January 10
Hoarfrost
On balmy evenings dew forms in my life and moistens my extremities. This friendly act requires the maintenance of temperature. If I become suddenly cool the landscape changes and the once welcoming vapor is now a show of crystalline rigidity. Cold to the morning light I am brittle and snap at even a tentative touch. For want of passion I have replaced it with definition and structure I can not absorb. I am outlined clearly but no longer myself. I am frozen, formally changed within and without. Warmth is necessary, but how to start my own fire? Learn, I must and quickly lest frostbite set in.

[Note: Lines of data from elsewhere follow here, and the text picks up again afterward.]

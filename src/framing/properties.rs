//! Basic-class content properties and the content header frame payload.

use bytes::{BufMut, Bytes, BytesMut};

use super::field_table::FieldTable;
use super::method::class;
use super::wire::put_short_str;
use crate::error::Result;

/// Property flag bits, highest bit first in wire order.
mod flag {
    pub const CONTENT_TYPE: u16 = 1 << 15;
    pub const CONTENT_ENCODING: u16 = 1 << 14;
    pub const HEADERS: u16 = 1 << 13;
    pub const DELIVERY_MODE: u16 = 1 << 12;
    pub const PRIORITY: u16 = 1 << 11;
    pub const CORRELATION_ID: u16 = 1 << 10;
    pub const REPLY_TO: u16 = 1 << 9;
    pub const EXPIRATION: u16 = 1 << 8;
    pub const MESSAGE_ID: u16 = 1 << 7;
    pub const TIMESTAMP: u16 = 1 << 6;
    pub const TYPE: u16 = 1 << 5;
    pub const USER_ID: u16 = 1 << 4;
    pub const APP_ID: u16 = 1 << 3;
    pub const CLUSTER_ID: u16 = 1 << 2;
}

/// Basic-class message properties.
#[derive(Debug, Clone, Default, PartialEq)]
pub struct BasicProperties {
    /// MIME content type
    pub content_type: Option<String>,
    /// MIME content encoding
    pub content_encoding: Option<String>,
    /// Application headers
    pub headers: Option<FieldTable>,
    /// 1 = transient, 2 = persistent
    pub delivery_mode: Option<u8>,
    /// Message priority, 0 to 9
    pub priority: Option<u8>,
    /// Application correlation identifier
    pub correlation_id: Option<String>,
    /// Address to reply to
    pub reply_to: Option<String>,
    /// Message expiration
    pub expiration: Option<String>,
    /// Application message identifier
    pub message_id: Option<String>,
    /// Message timestamp (seconds)
    pub timestamp: Option<u64>,
    /// Message type name
    pub kind: Option<String>,
    /// Creating user id
    pub user_id: Option<String>,
    /// Creating application id
    pub app_id: Option<String>,
    /// Intra-cluster routing identifier
    pub cluster_id: Option<String>,
}

impl BasicProperties {
    /// Set the content type
    pub fn with_content_type(mut self, content_type: &str) -> Self {
        self.content_type = Some(content_type.to_string());
        self
    }

    /// Set one application header
    pub fn with_header(
        mut self,
        key: impl Into<String>,
        value: impl Into<super::FieldValue>,
    ) -> Self {
        self.headers.get_or_insert_with(FieldTable::new).insert(key, value);
        self
    }

    /// Set the delivery mode
    pub fn with_delivery_mode(mut self, mode: u8) -> Self {
        self.delivery_mode = Some(mode);
        self
    }

    /// Set the message id
    pub fn with_message_id(mut self, id: &str) -> Self {
        self.message_id = Some(id.to_string());
        self
    }

    /// Set the reply-to address
    pub fn with_reply_to(mut self, reply_to: &str) -> Self {
        self.reply_to = Some(reply_to.to_string());
        self
    }

    /// Property flag word for the fields that are present.
    pub fn flags(&self) -> u16 {
        let mut flags = 0u16;
        let mut set = |present: bool, bit: u16| {
            if present {
                flags |= bit;
            }
        };
        set(self.content_type.is_some(), flag::CONTENT_TYPE);
        set(self.content_encoding.is_some(), flag::CONTENT_ENCODING);
        set(self.headers.is_some(), flag::HEADERS);
        set(self.delivery_mode.is_some(), flag::DELIVERY_MODE);
        set(self.priority.is_some(), flag::PRIORITY);
        set(self.correlation_id.is_some(), flag::CORRELATION_ID);
        set(self.reply_to.is_some(), flag::REPLY_TO);
        set(self.expiration.is_some(), flag::EXPIRATION);
        set(self.message_id.is_some(), flag::MESSAGE_ID);
        set(self.timestamp.is_some(), flag::TIMESTAMP);
        set(self.kind.is_some(), flag::TYPE);
        set(self.user_id.is_some(), flag::USER_ID);
        set(self.app_id.is_some(), flag::APP_ID);
        set(self.cluster_id.is_some(), flag::CLUSTER_ID);
        flags
    }

    /// Append flag word and property list to `buf`.
    pub fn encode(&self, buf: &mut BytesMut) -> Result<()> {
        buf.put_u16(self.flags());

        let short = |buf: &mut BytesMut, v: &Option<String>| -> Result<()> {
            match v {
                Some(s) => put_short_str(buf, s),
                None => Ok(()),
            }
        };

        short(buf, &self.content_type)?;
        short(buf, &self.content_encoding)?;
        if let Some(headers) = &self.headers {
            headers.encode(buf)?;
        }
        if let Some(mode) = self.delivery_mode {
            buf.put_u8(mode);
        }
        if let Some(priority) = self.priority {
            buf.put_u8(priority);
        }
        short(buf, &self.correlation_id)?;
        short(buf, &self.reply_to)?;
        short(buf, &self.expiration)?;
        short(buf, &self.message_id)?;
        if let Some(ts) = self.timestamp {
            buf.put_u64(ts);
        }
        short(buf, &self.kind)?;
        short(buf, &self.user_id)?;
        short(buf, &self.app_id)?;
        short(buf, &self.cluster_id)?;
        Ok(())
    }
}

/// Content header frame payload.
#[derive(Debug, Clone, PartialEq)]
pub struct ContentHeader {
    /// Content class (always basic for the core)
    pub class_id: u16,
    /// Total body size in bytes
    pub body_size: u64,
    /// Message properties
    pub properties: BasicProperties,
}

impl ContentHeader {
    /// Basic-class header for a body of `body_size` bytes
    pub fn basic(body_size: u64, properties: BasicProperties) -> Self {
        Self {
            class_id: class::BASIC,
            body_size,
            properties,
        }
    }

    /// Encode to a fresh payload buffer.
    pub fn encode(&self) -> Result<Bytes> {
        let mut buf = BytesMut::with_capacity(64);
        buf.put_u16(self.class_id);
        buf.put_u16(0); // weight, unused
        buf.put_u64(self.body_size);
        self.properties.encode(&mut buf)?;
        Ok(buf.freeze())
    }
}

#[cfg(test)]
mod tests {
    use super::*;
    use hex_literal::hex;

    #[test]
    fn test_empty_properties_header() {
        let header = ContentHeader::basic(5, BasicProperties::default());
        let bytes = header.encode().unwrap();
        assert_eq!(&bytes[..], &hex!("003c 0000 0000000000000005 0000"));
    }

    #[test]
    fn test_flags_follow_wire_order() {
        let props = BasicProperties::default()
            .with_content_type("text/plain")
            .with_delivery_mode(2);
        assert_eq!(props.flags(), 0x9000);

        let bytes = ContentHeader::basic(0, props).encode().unwrap();
        // class, weight, size, flags, "text/plain", mode
        assert_eq!(&bytes[12..14], &hex!("9000"));
        assert_eq!(bytes[14], 10);
        assert_eq!(&bytes[15..25], b"text/plain");
        assert_eq!(bytes[25], 2);
        assert_eq!(bytes.len(), 26);
    }

    #[test]
    fn test_headers_table_encoded() {
        let props = BasicProperties::default().with_header("x-retry", 3i32);
        assert_eq!(props.flags(), 0x2000);
        let bytes = ContentHeader::basic(0, props).encode().unwrap();
        // table length = 1 + 7 ("x-retry") + 1 + 4
        assert_eq!(&bytes[14..18], &hex!("0000000d"));
    }

    #[test]
    fn test_malformed_property_fails() {
        let props = BasicProperties::default().with_reply_to(&"r".repeat(300));
        assert!(ContentHeader::basic(0, props).encode().is_err());
    }
}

Wear your mantle don’t leave it to the fireplace
*
LONELINESS EATS MY LUNCH
There are days loneliness eats my lunch
And I can't fight back.
How can I stand it,
How can it still be this bad?
I pull out the old chestnuts.
If I'm not happy with what I have
How could I be happier with more?
Even tickets on the 50 yard line don't interest me, I came to play.
I think of other slogans, the tidbits, the smiles and hugs.
I roll them around.
Still, there are days my lunch is gulped down
And I sit with my plate empty.
Pickle juice, coleslaw drool is small comfort
Actually, it's a jeer.
I stare at my empty plate
I turn and twist it, stick my tongue out at it.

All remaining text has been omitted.